Last night was fun, after a really exhausting and challenging week at work I was finally ready to roll up my sleeves and seriously unwind. My quest for a perfectly enjoyable evening took me to Zenzi, of course. It’s that friendly neighborhood bar where everybody knows your name….well actually, they don’t but does it really matter anyways?
The place was bustling in its Friday night frenzy, S and I walked in there together. He was a tad bit earlier than I, in anticipation of my grand “coming”; he aimlessly walked the streets in order to avoid the painful awkwardness of being at a bar all alone on a Friday night. I often wonder why we as people always find it so incredibly painful to encounter our isolation in a crowd. What is this inexplicable need to be constantly seen heard and wanted in general public view?
S is my new friend, a good specimen of the human race, I think with time and effort we could embark upon a beautiful friendship. He is definitely my benchmark for future boyfriend material, after all who wouldn’t want to be with a cute, smart, funny, kind guy who would adore you. Yeah maybe I would be bored initially, the sweetness would be incredibly nauseating, but once my stomach has settled I think it would be a nice treat.
My friend M is dating this incredibly sweet guy for the last few weeks. Last night he mentioned within hearing distance that he was waiting for his “girlfriend” to arrive. So when does dating turn into a relationship? Is it after the fourth, fifth, tenth date? Is it a relationship if you see each other every day in a non-platonic manner and just assume you are with each other? Or is the “so what are we?” conversation absolutely essential to take the dating encounter into the next big “R” stage.

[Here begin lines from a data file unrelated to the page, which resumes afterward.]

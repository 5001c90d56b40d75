//! Property-based themes.
//!
//! A theme maps `(widget name, property name)` to a value. Lookups for a
//! widget fall back to the `*` selector when the widget's own section does
//! not define the property.
//!
//! # Example
//!
//! ```
//! use trellis_ui::{Theme, PropertyValue};
//! use trellis_ui::style::property;
//!
//! let theme = Theme::from_toml_str(r##"
//!     ["*"]
//!     BorderWidth = 2
//!
//!     [Window]
//!     TitleHeight = 24.0
//!     TitleBackgroundColor = "#335577"
//! "##).unwrap();
//!
//! assert_eq!(theme.get("Window", property::BORDER_WIDTH), Some(&PropertyValue::Number(2.0)));
//! assert_eq!(theme.get("Window", property::TITLE_HEIGHT), Some(&PropertyValue::Number(24.0)));
//! ```

use std::path::Path;

use serde::Deserialize;
use trellis_core::alloc::HashMap;

use crate::draw_list::Color;
use crate::error::ThemeResult;
use crate::style::property;

/// Selector matching every widget.
pub const WILDCARD: &str = "*";

/// Value of a single theme property.
#[derive(Debug, Clone, Copy, PartialEq, Deserialize)]
#[serde(untagged)]
pub enum PropertyValue {
    Number(f32),
    Color(Color),
}

impl From<f32> for PropertyValue {
    fn from(value: f32) -> Self {
        PropertyValue::Number(value)
    }
}

impl From<Color> for PropertyValue {
    fn from(value: Color) -> Self {
        PropertyValue::Color(value)
    }
}

/// Property table keyed by selector then property name.
#[derive(Debug, Clone, Deserialize)]
#[serde(transparent)]
pub struct Theme {
    selectors: HashMap<String, HashMap<String, PropertyValue>>,
}

impl Theme {
    /// A theme without any properties.
    pub fn empty() -> Self {
        Self {
            selectors: HashMap::new(),
        }
    }

    /// Parse a theme from TOML source. Each table is a selector.
    pub fn from_toml_str(source: &str) -> ThemeResult<Self> {
        Ok(toml::from_str(source)?)
    }

    /// Load a theme file from disk.
    pub fn load(path: impl AsRef<Path>) -> ThemeResult<Self> {
        let source = std::fs::read_to_string(path)?;
        Self::from_toml_str(&source)
    }

    /// Set a property for `selector`.
    pub fn set(
        &mut self,
        selector: impl Into<String>,
        name: impl Into<String>,
        value: impl Into<PropertyValue>,
    ) -> &mut Self {
        self.selectors
            .entry(selector.into())
            .or_default()
            .insert(name.into(), value.into());
        self
    }

    /// Look up `name` for a widget called `widget_name`.
    pub fn get(&self, widget_name: &str, name: &str) -> Option<&PropertyValue> {
        self.selectors
            .get(widget_name)
            .and_then(|properties| properties.get(name))
            .or_else(|| {
                self.selectors
                    .get(WILDCARD)
                    .and_then(|properties| properties.get(name))
            })
    }

    /// Overlay `other` on top of `self`; properties in `other` win.
    pub fn merge(&mut self, other: Theme) {
        for (selector, properties) in other.selectors {
            self.selectors.entry(selector).or_default().extend(properties);
        }
    }
}

impl Default for Theme {
    fn default() -> Self {
        let mut theme = Self::empty();
        theme
            .set(WILDCARD, property::BORDER_WIDTH, 1.0)
            .set(WILDCARD, property::GAP, 2.0)
            .set(WILDCARD, property::BORDER_COLOR, Color::from_rgb_u8(60, 60, 60))
            .set(WILDCARD, property::BACKGROUND_COLOR, Color::from_rgb_u8(30, 30, 30))
            .set(WILDCARD, property::COLOR, Color::from_rgb_u8(255, 255, 255))
            .set("Window", property::TITLE_HEIGHT, 20.0)
            .set("Window", property::HANDLE_SIZE, 10.0)
            .set("Window", property::FONT_SIZE, 14.0)
            .set(
                "Window",
                property::TITLE_BACKGROUND_COLOR,
                Color::from_rgb_u8(60, 120, 200),
            );
        theme
    }
}

#[cfg(test)]
mod tests {
    use super::*;
    use crate::error::ThemeError;

    #[test]
    fn test_wildcard_fallback() {
        let mut theme = Theme::empty();
        theme.set(WILDCARD, "Gap", 3.0).set("Window", "Gap", 5.0);

        assert_eq!(theme.get("Window", "Gap"), Some(&PropertyValue::Number(5.0)));
        assert_eq!(theme.get("Spacer", "Gap"), Some(&PropertyValue::Number(3.0)));
        assert_eq!(theme.get("Spacer", "Missing"), None);
    }

    #[test]
    fn test_default_metrics() {
        let theme = Theme::default();
        assert_eq!(
            theme.get("Window", property::TITLE_HEIGHT),
            Some(&PropertyValue::Number(20.0))
        );
        assert_eq!(
            theme.get("Bin", property::BORDER_WIDTH),
            Some(&PropertyValue::Number(1.0))
        );
        assert_eq!(theme.get("Bin", property::TITLE_HEIGHT), None);
    }

    #[test]
    fn test_parse_numbers_and_colors() {
        let theme = Theme::from_toml_str(
            r##"
            ["*"]
            Gap = 4
            BorderColor = "#ff0000"
            "##,
        )
        .expect("valid theme");

        assert_eq!(theme.get("Window", "Gap"), Some(&PropertyValue::Number(4.0)));
        assert_eq!(
            theme.get("Window", "BorderColor"),
            Some(&PropertyValue::Color(Color::rgb(1.0, 0.0, 0.0)))
        );
    }

    #[test]
    fn test_parse_rejects_bad_color() {
        let result = Theme::from_toml_str(
            r##"
            [Window]
            BorderColor = "#zz"
            "##,
        );
        assert!(matches!(result, Err(ThemeError::Parse(_))));
    }

    #[test]
    fn test_merge_overrides() {
        let mut base = Theme::default();
        let mut overlay = Theme::empty();
        overlay.set("Window", property::TITLE_HEIGHT, 32.0);
        base.merge(overlay);

        assert_eq!(
            base.get("Window", property::TITLE_HEIGHT),
            Some(&PropertyValue::Number(32.0))
        );
        assert_eq!(
            base.get("Window", property::HANDLE_SIZE),
            Some(&PropertyValue::Number(10.0))
        );
    }

    #[test]
    fn test_load_missing_file() {
        let result = Theme::load("/definitely/not/here.toml");
        assert!(matches!(result, Err(ThemeError::Io(_))));
    }
}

And really now, who gets to make that decision? As much as I like P it was rather presumptuous of him to assume that M and he are in relationship when there was really no conversation to that effect. Why does it always have to be the man who gets to make the call on a decision that equally affects both people? It’s not just India; this is a truly global masculine trend that unfailingly repeats itself in every single culture across the universe.
As a woman am I suppose to be happy and all accepting of the fact that the men which we associate with are willing to finally accept us as girlfriends, wife’s or whatever, therefore we must accept this decision unquestioningly?
When a woman wants to, or is finally ready to go from dating stage to a relationship or from a relationship to a marriage, more often than not the man gets completely freaked out and runs away. We as the docile, gentler sex are expected to accept the hash reality that some of the most monumental decisions in our lives aren’t really made by us at all.
The night progressed and so did the jolly good time. S and I ran into several people that we know including Butch Cassidy and his bitch that we met at the saloon a few days back. As the awkward small talk progressed, J had the audacity to ask me in rather upright manner if I came to Zenzi all the time? I think I even noticed him turn his nose up ever so slightly as he spoke those condescending words.
First of all, if he has seen me at Zenzi ALL the time, he is there just as often as I am, therefore the moral high ground that he stands on so damn proudly come crashing down with a big, huge, loud ugly THUD.
Even if I did go to Zenzi everyday it’s clearly none of his business. Oh wait but it is, because in this rather complicated world that we co-exist in, we choose to wear our so called liberal ideals on our sleeves so proudly, which of course only apply to us. Deep down inside we will never tolerate those same values exercised by others, especially our women. Imagine the horror if J does end up with a woman who is smarter than he is, (which wouldn’t be that hard to find) who can think for herself and the worse of all make her own decisions, including how often she wants to hang out at her favorite bar.